Lamentavelmente, precisamos admitir que uma parcela generosa do texto constitucional está cataléptico (pende de regulamentação para que possa ser exercido). É o caso, em alguns estados, do plano de cargos e salários dos professores, instrumento a serviço da educação.
Está na Constituição Federal que a educação é um direito social de todos, tal como a saúde e o trabalho, natureza que lhe confere — ou ao menos deveria — especial proteção por parte o Estado.
A educação, mais que um bem social, é um serviço público essencial que não comporta um juízo de conveniência e oportunidade, já exercido pelo constituinte quando a escolheu como meio para se atingir os fins colimados pela República, e tampouco solução de continuidade.
Essa é a inteligência que se depreende do caput do artigo 205, como também do inciso V do artigo 206 da Constituição, que prevê a elaboração de um plano de cargos e salários como instrumento de valorização profissional dos professores.
No entanto, a inércia governamental tem patrocinado distorções e frustrações aos sujeitos da relação educacional. Mas, é preciso que se diga: os erros do Estado não autorizam outros erros por parte dos cidadãos, tanto mais quando se tratam de cidadãos esclarecidos e com boa formação, como é o caso dos professores.
Há outros meios legais e legítimos para se reclamar o direito ferido. Vejamos: se é verdade que num Estado Democrático de Direito — modelo adotado pela República Federativa do Brasil — é admissível o uso da greve como meio legítimo de coerção na busca de soluções, é também verdade que esse direito termina onde começa o de outrem. Pois bem, na relação educacional há, no mínimo, dois sujeitos diretamente vinculados: o professor (o educador) e o aluno (o educando). É entre esses que deverá coexistir o equilíbrio de direitos, pois, quando prevalece um, o outro será, inescapavelmente, prejudicado.

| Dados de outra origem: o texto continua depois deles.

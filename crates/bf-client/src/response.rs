//! Raw HTTP response as seen by the retry engine.

use bytes::Bytes;

/// Longest slice of a non-success body carried into error messages.
const ERROR_BODY_LIMIT: usize = 200;

/// A fully read response: status, reason phrase, body bytes.
#[derive(Debug, Clone)]
pub struct RawResponse {
    /// HTTP status code.
    pub status: u16,
    /// Canonical reason phrase ("Service Unavailable"), possibly empty.
    pub reason: String,
    /// Undecoded payload.
    pub body: Bytes,
}

impl RawResponse {
    pub fn new(status: u16, reason: impl Into<String>, body: Bytes) -> Self {
        Self {
            status,
            reason: reason.into(),
            body,
        }
    }

    /// Returns true for 2xx.
    pub fn is_success(&self) -> bool {
        (200..300).contains(&self.status)
    }

    /// Returns true for 4xx.
    pub fn is_client_error(&self) -> bool {
        (400..500).contains(&self.status)
    }

    /// Reason phrase followed by the trimmed, truncated body text.
    pub fn error_message(&self) -> String {
        let body = String::from_utf8_lossy(&self.body);
        let body = body.trim();
        let snippet: String = body.chars().take(ERROR_BODY_LIMIT).collect();
        let ellipsis = if body.chars().count() > ERROR_BODY_LIMIT { "..." } else { "" };

        match (self.reason.is_empty(), snippet.is_empty()) {
            (_, true) => self.reason.clone(),
            (true, false) => format!("{snippet}{ellipsis}"),
            (false, false) => format!("{}: {snippet}{ellipsis}", self.reason),
        }
    }
}

#[cfg(test)]
mod tests {
    use super::*;

    #[test]
    fn test_status_classes() {
        let ok = RawResponse::new(204, "No Content", Bytes::new());
        assert!(ok.is_success());
        assert!(!ok.is_client_error());

        let missing = RawResponse::new(404, "Not Found", Bytes::new());
        assert!(!missing.is_success());
        assert!(missing.is_client_error());

        let unavailable = RawResponse::new(503, "Service Unavailable", Bytes::new());
        assert!(!unavailable.is_client_error());
    }

    #[test]
    fn test_error_message_includes_body() {
        let resp = RawResponse::new(
            400,
            "Bad Request",
            Bytes::from_static(b"  Computer 42 not found\n"),
        );
        assert_eq!(resp.error_message(), "Bad Request: Computer 42 not found");

        let resp = RawResponse::new(503, "Service Unavailable", Bytes::new());
        assert_eq!(resp.error_message(), "Service Unavailable");

        let resp = RawResponse::new(599, "", Bytes::from_static(b"odd"));
        assert_eq!(resp.error_message(), "odd");
    }

    #[test]
    fn test_error_message_truncates_long_bodies() {
        let body = "x".repeat(500);
        let resp = RawResponse::new(500, "Internal Server Error", Bytes::from(body));
        let message = resp.error_message();
        assert!(message.ends_with("..."));
        assert_eq!(message.len(), "Internal Server Error: ".len() + ERROR_BODY_LIMIT + 3);
    }
}
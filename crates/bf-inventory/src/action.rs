//! Actions issued from the console.

use chrono::{DateTime, FixedOffset};
use serde::{Deserialize, Serialize};

use crate::common::{ContentListItemXml, ScriptXml};
use crate::timestamp::parse_timestamp;
use crate::xml::{lenient_bool, lenient_u64, parse_u64};

#[derive(Debug, Clone, PartialEq, Eq, Serialize)]
pub struct Action {
    pub id: u64,
    pub resource: String,
    pub name: String,
    pub title: String,
    pub last_modified: Option<DateTime<FixedOffset>>,
    pub relevance: String,
    pub action_script: String,
    pub action_script_mime_type: String,
    pub success_criteria: String,
    pub settings: Option<ActionSettings>,
    pub settings_locks: Option<ActionSettingsLocks>,
    pub target: Option<ActionTarget>,
    pub is_urgent: bool,
}

/// `<Settings>` of a single action.
#[derive(Debug, Clone, Default, PartialEq, Eq, Serialize, Deserialize)]
#[serde(default)]
pub struct ActionSettings {
    #[serde(rename(deserialize = "PreActionShowUI"), deserialize_with = "lenient_bool")]
    pub pre_action_show_ui: bool,
    #[serde(rename(deserialize = "HasRunningMessage"), deserialize_with = "lenient_bool")]
    pub has_running_message: bool,
    #[serde(rename(deserialize = "HasTimeRange"), deserialize_with = "lenient_bool")]
    pub has_time_range: bool,
    #[serde(rename(deserialize = "HasStartTime"), deserialize_with = "lenient_bool")]
    pub has_start_time: bool,
    #[serde(rename(deserialize = "HasEndTime"), deserialize_with = "lenient_bool")]
    pub has_end_time: bool,
    #[serde(rename(deserialize = "EndDateTimeLocalOffset"))]
    pub end_date_time_local_offset: String,
    #[serde(rename(deserialize = "HasDayOfWeekConstraint"), deserialize_with = "lenient_bool")]
    pub has_day_of_week_constraint: bool,
    #[serde(rename(deserialize = "UseUTCTime"), deserialize_with = "lenient_bool")]
    pub use_utc_time: bool,
    #[serde(rename(deserialize = "ActiveUserRequirement"))]
    pub active_user_requirement: String,
    #[serde(rename(deserialize = "ActiveUserType"))]
    pub active_user_type: String,
    #[serde(rename(deserialize = "HasWhose"), deserialize_with = "lenient_bool")]
    pub has_whose: bool,
    #[serde(rename(deserialize = "PreActionCacheDownload"), deserialize_with = "lenient_bool")]
    pub pre_action_cache_download: bool,
    #[serde(rename(deserialize = "Reapply"), deserialize_with = "lenient_bool")]
    pub reapply: bool,
    #[serde(rename(deserialize = "HasReapplyLimit"), deserialize_with = "lenient_bool")]
    pub has_reapply_limit: bool,
    #[serde(rename(deserialize = "ReapplyLimit"), deserialize_with = "lenient_u64")]
    pub reapply_limit: u64,
    #[serde(rename(deserialize = "HasReapplyInterval"), deserialize_with = "lenient_bool")]
    pub has_reapply_interval: bool,
    #[serde(rename(deserialize = "HasRetry"), deserialize_with = "lenient_bool")]
    pub has_retry: bool,
    #[serde(rename(deserialize = "HasTemporalDistribution"), deserialize_with = "lenient_bool")]
    pub has_temporal_distribution: bool,
    #[serde(rename(deserialize = "ContinueOnErrors"), deserialize_with = "lenient_bool")]
    pub continue_on_errors: bool,
    #[serde(rename(deserialize = "PostActionBehavior"))]
    pub post_action_behavior: PostActionBehavior,
    #[serde(rename(deserialize = "IsOffer"), deserialize_with = "lenient_bool")]
    pub is_offer: bool,
}

#[derive(Debug, Clone, Default, PartialEq, Eq, Serialize, Deserialize)]
#[serde(default)]
pub struct PostActionBehavior {
    #[serde(rename(deserialize = "@Behavior"))]
    pub behavior: String,
}

/// `<SettingsLocks>`: which settings operators may not change.
#[derive(Debug, Clone, Default, PartialEq, Eq, Serialize, Deserialize)]
#[serde(default)]
pub struct ActionSettingsLocks {
    #[serde(rename(deserialize = "ActionUITitle"), deserialize_with = "lenient_bool")]
    pub action_ui_title: bool,
    #[serde(rename(deserialize = "PreActionShowUI"), deserialize_with = "lenient_bool")]
    pub pre_action_show_ui: bool,
    #[serde(rename(deserialize = "PreAction"))]
    pub pre_action: PreActionLocks,
    #[serde(rename(deserialize = "HasRunningMessage"), deserialize_with = "lenient_bool")]
    pub has_running_message: bool,
    #[serde(rename(deserialize = "RunningMessage"))]
    pub running_message: TextLock,
    #[serde(rename(deserialize = "TimeRange"), deserialize_with = "lenient_bool")]
    pub time_range: bool,
    #[serde(rename(deserialize = "StartDateTimeOffset"), deserialize_with = "lenient_bool")]
    pub start_date_time_offset: bool,
    #[serde(rename(deserialize = "EndDateTimeOffset"), deserialize_with = "lenient_bool")]
    pub end_date_time_offset: bool,
    #[serde(rename(deserialize = "DayOfWeekConstraint"), deserialize_with = "lenient_bool")]
    pub day_of_week_constraint: bool,
    #[serde(rename(deserialize = "ActiveUserRequirement"), deserialize_with = "lenient_bool")]
    pub active_user_requirement: bool,
    #[serde(rename(deserialize = "ActiveUserType"), deserialize_with = "lenient_bool")]
    pub active_user_type: bool,
    #[serde(rename(deserialize = "Whose"), deserialize_with = "lenient_bool")]
    pub whose: bool,
    #[serde(rename(deserialize = "PreActionCacheDownload"), deserialize_with = "lenient_bool")]
    pub pre_action_cache_download: bool,
    #[serde(rename(deserialize = "Reapply"), deserialize_with = "lenient_bool")]
    pub reapply: bool,
    #[serde(rename(deserialize = "ReapplyLimit"), deserialize_with = "lenient_bool")]
    pub reapply_limit: bool,
    #[serde(rename(deserialize = "RetryCount"), deserialize_with = "lenient_bool")]
    pub retry_count: bool,
    #[serde(rename(deserialize = "RetryWait"), deserialize_with = "lenient_bool")]
    pub retry_wait: bool,
    #[serde(rename(deserialize = "TemporalDistribution"), deserialize_with = "lenient_bool")]
    pub temporal_distribution: bool,
    #[serde(rename(deserialize = "ContinueOnErrors"), deserialize_with = "lenient_bool")]
    pub continue_on_errors: bool,
    #[serde(rename(deserialize = "PostActionBehavior"))]
    pub post_action_behavior: PostActionBehaviorLocks,
    #[serde(rename(deserialize = "IsOffer"), deserialize_with = "lenient_bool")]
    pub is_offer: bool,
    #[serde(rename(deserialize = "AnnounceOffer"), deserialize_with = "lenient_bool")]
    pub announce_offer: bool,
    #[serde(rename(deserialize = "OfferCategory"), deserialize_with = "lenient_bool")]
    pub offer_category: bool,
    #[serde(rename(deserialize = "OfferDescriptionHTML"), deserialize_with = "lenient_bool")]
    pub offer_description_html: bool,
}

#[derive(Debug, Clone, Default, PartialEq, Eq, Serialize, Deserialize)]
#[serde(default)]
pub struct PreActionLocks {
    #[serde(rename(deserialize = "Text"), deserialize_with = "lenient_bool")]
    pub text: bool,
    #[serde(rename(deserialize = "AskToSaveWork"), deserialize_with = "lenient_bool")]
    pub ask_to_save_work: bool,
    #[serde(rename(deserialize = "ShowActionButton"), deserialize_with = "lenient_bool")]
    pub show_action_button: bool,
    #[serde(rename(deserialize = "ShowCancelButton"), deserialize_with = "lenient_bool")]
    pub show_cancel_button: bool,
    #[serde(rename(deserialize = "DeadlineBehavior"), deserialize_with = "lenient_bool")]
    pub deadline_behavior: bool,
    #[serde(rename(deserialize = "ShowConfirmation"), deserialize_with = "lenient_bool")]
    pub show_confirmation: bool,
}

#[derive(Debug, Clone, Default, PartialEq, Eq, Serialize, Deserialize)]
#[serde(default)]
pub struct TextLock {
    #[serde(rename(deserialize = "Text"), deserialize_with = "lenient_bool")]
    pub text: bool,
}

#[derive(Debug, Clone, Default, PartialEq, Eq, Serialize, Deserialize)]
#[serde(default)]
pub struct PostActionBehaviorLocks {
    #[serde(rename(deserialize = "Behavior"), deserialize_with = "lenient_bool")]
    pub behavior: bool,
    #[serde(rename(deserialize = "AllowCancel"), deserialize_with = "lenient_bool")]
    pub allow_cancel: bool,
    #[serde(rename(deserialize = "Deadline"), deserialize_with = "lenient_bool")]
    pub deadline: bool,
    #[serde(rename(deserialize = "Title"), deserialize_with = "lenient_bool")]
    pub title: bool,
    #[serde(rename(deserialize = "Text"), deserialize_with = "lenient_bool")]
    pub text: bool,
}

/// Who an action was issued against.
#[derive(Debug, Clone, Default, PartialEq, Eq, Serialize)]
pub struct ActionTarget {
    pub all_computers: bool,
    pub computer_ids: Vec<u64>,
}

#[derive(Debug, Clone, Default, Deserialize)]
#[serde(default)]
struct ActionTargetXml {
    #[serde(rename = "AllComputers", deserialize_with = "lenient_bool")]
    all_computers: bool,
    #[serde(rename = "ComputerID")]
    computer_ids: Vec<String>,
}

impl From<ActionTargetXml> for ActionTarget {
    fn from(xml: ActionTargetXml) -> Self {
        Self {
            all_computers: xml.all_computers,
            computer_ids: xml
                .computer_ids
                .iter()
                .map(|id| id.trim())
                .filter(|id| !id.is_empty())
                .map(parse_u64)
                .collect(),
        }
    }
}

#[derive(Debug, Clone, Default, Deserialize)]
#[serde(default)]
pub(crate) struct ActionListXml {
    #[serde(rename = "Action")]
    pub items: Vec<ContentListItemXml>,
}

#[derive(Debug, Clone, Default, Deserialize)]
#[serde(default)]
struct ActionDetailXml {
    #[serde(rename = "Title")]
    title: String,
    #[serde(rename = "Relevance")]
    relevance: String,
    #[serde(rename = "ActionScript")]
    action_script: ScriptXml,
    #[serde(rename = "SuccessCriteria")]
    success_criteria: String,
    #[serde(rename = "Settings")]
    settings: Option<ActionSettings>,
    #[serde(rename = "SettingsLocks")]
    settings_locks: Option<ActionSettingsLocks>,
    #[serde(rename = "Target")]
    target: Option<ActionTargetXml>,
    #[serde(rename = "IsUrgent", deserialize_with = "lenient_bool")]
    is_urgent: bool,
}

/// `<BES><SingleAction>` wrapper of a detail response.
#[derive(Debug, Clone, Default, Deserialize)]
#[serde(default)]
pub(crate) struct ActionDetailResponseXml {
    #[serde(rename = "SingleAction")]
    action: ActionDetailXml,
}

impl Action {
    pub(crate) fn from_list_item(item: ContentListItemXml) -> Self {
        Self {
            id: parse_u64(&item.id),
            resource: item.resource,
            title: item.name.clone(),
            name: item.name,
            last_modified: parse_timestamp(&item.last_modified),
            relevance: String::new(),
            action_script: String::new(),
            action_script_mime_type: String::new(),
            success_criteria: String::new(),
            settings: None,
            settings_locks: None,
            target: None,
            is_urgent: false,
        }
    }

    pub(crate) fn from_detail(response: ActionDetailResponseXml, id: u64, resource: String) -> Self {
        let detail = response.action;
        Self {
            id,
            resource,
            name: detail.title.clone(),
            title: detail.title,
            last_modified: None,
            relevance: detail.relevance,
            action_script: detail.action_script.text,
            action_script_mime_type: detail.action_script.mime_type,
            success_criteria: detail.success_criteria,
            settings: detail.settings,
            settings_locks: detail.settings_locks,
            target: detail.target.map(ActionTarget::from),
            is_urgent: detail.is_urgent,
        }
    }
}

É o que se verifica diante do movimento grevista dos professores paranaenses, que reclamam um plano de carreira e reposições salariais em prejuízo do direito à educação dos alunos.
Aqui, duas coisas precisam ser lembradas: a inércia do Estado em regulamentar o direito de greve para o servidor público (artigo 37, inciso VI, CF/88) e o manejo de instrumentos jurídicos legítimos para os fins pretendidos.
Precisamos, antes de tudo, desmistificar um grande equívoco. No serviço público, latu sensu, não há a figura do trabalhador, há, sim, a do servidor público.
A dicotomia conceitual seria irrelevante não fossem os efeitos decorrentes dos regimes jurídicos próprios a cada uma das categorias. O trabalhador — termo corrente para se referir àquele que labora nas atividades privadas — estabelece um vínculo jurídico com o seu empregador, cujos direitos e obrigações tutelarão o patrimônio de ambos.
De outra banda, o servidor público, por ser autêntico servidor do público, labora com a res pública, jamais podendo dele dispor ao seu alvedrio. Essa natureza faz com os seus direitos como servidor sejam sopesados e até mitigados frente ao interesse coletivo da comuna. Esta é a razão pela qual o constituinte não outorgou ao servidor público o que deu ao trabalhador da iniciativa privada — a greve.
Algumas ilações em torno da greve dos professores paranaenses podem aclarar isso. Sendo a educação um serviço público essencial, não poderá sofrer solução de continuidade. Se houvesse a regulamentação do direito de greve aos servidores públicos, certamente asserguraria-se um mínimo de funcionamento para evitar prejuízos aos alunos, por exemplo, o não-alijamento dos alunos do “terceirão” dos vestibulares, o não-retardamento dos egressos do segundo grau, a escolha seletiva das disciplinas que poderiam e não poderiam ser suspensas em face da greve (algumas são de mais fácil recuperação, v.g., educação física, educação artística, ensino religioso) e assim por diante.
A ausência da aludida regulamentação do direito de greve não implica na ausência de outros recursos legítimos e democráticos para que os professores alcancem o direito reclamado. Há os meios jurídicos para isso, sem embargos dos meios políticos que antecedem ou sucedem àqueles.
Esgotadas as negociações, poderiam, por intermédio do órgão de representação (sindicato e/ou confederação), ajuizar um Mandado de Injunção para obrigar o governador do estado a propor o plano de cargos e salários, ou uma Ação Direta de Inconstitucionalidade por omissão do governador, ou, ainda, de modo pontual, uma Ação Ordinária visando a reposição salarial decorrente da corrosão inflacional.
São alternativas jurídicas que merecem ser consideradas para perquirirem os seus direitos constitucionalmente assegurados, preservar os direitos dos alunos, para não verem o seu movimento declarado ilegal pelo exercício arbitrário das próprias razões e para evitar que uma ação popular os obrigue a isso. Afinal, estamos ou não em um Estado Democrático de Direito?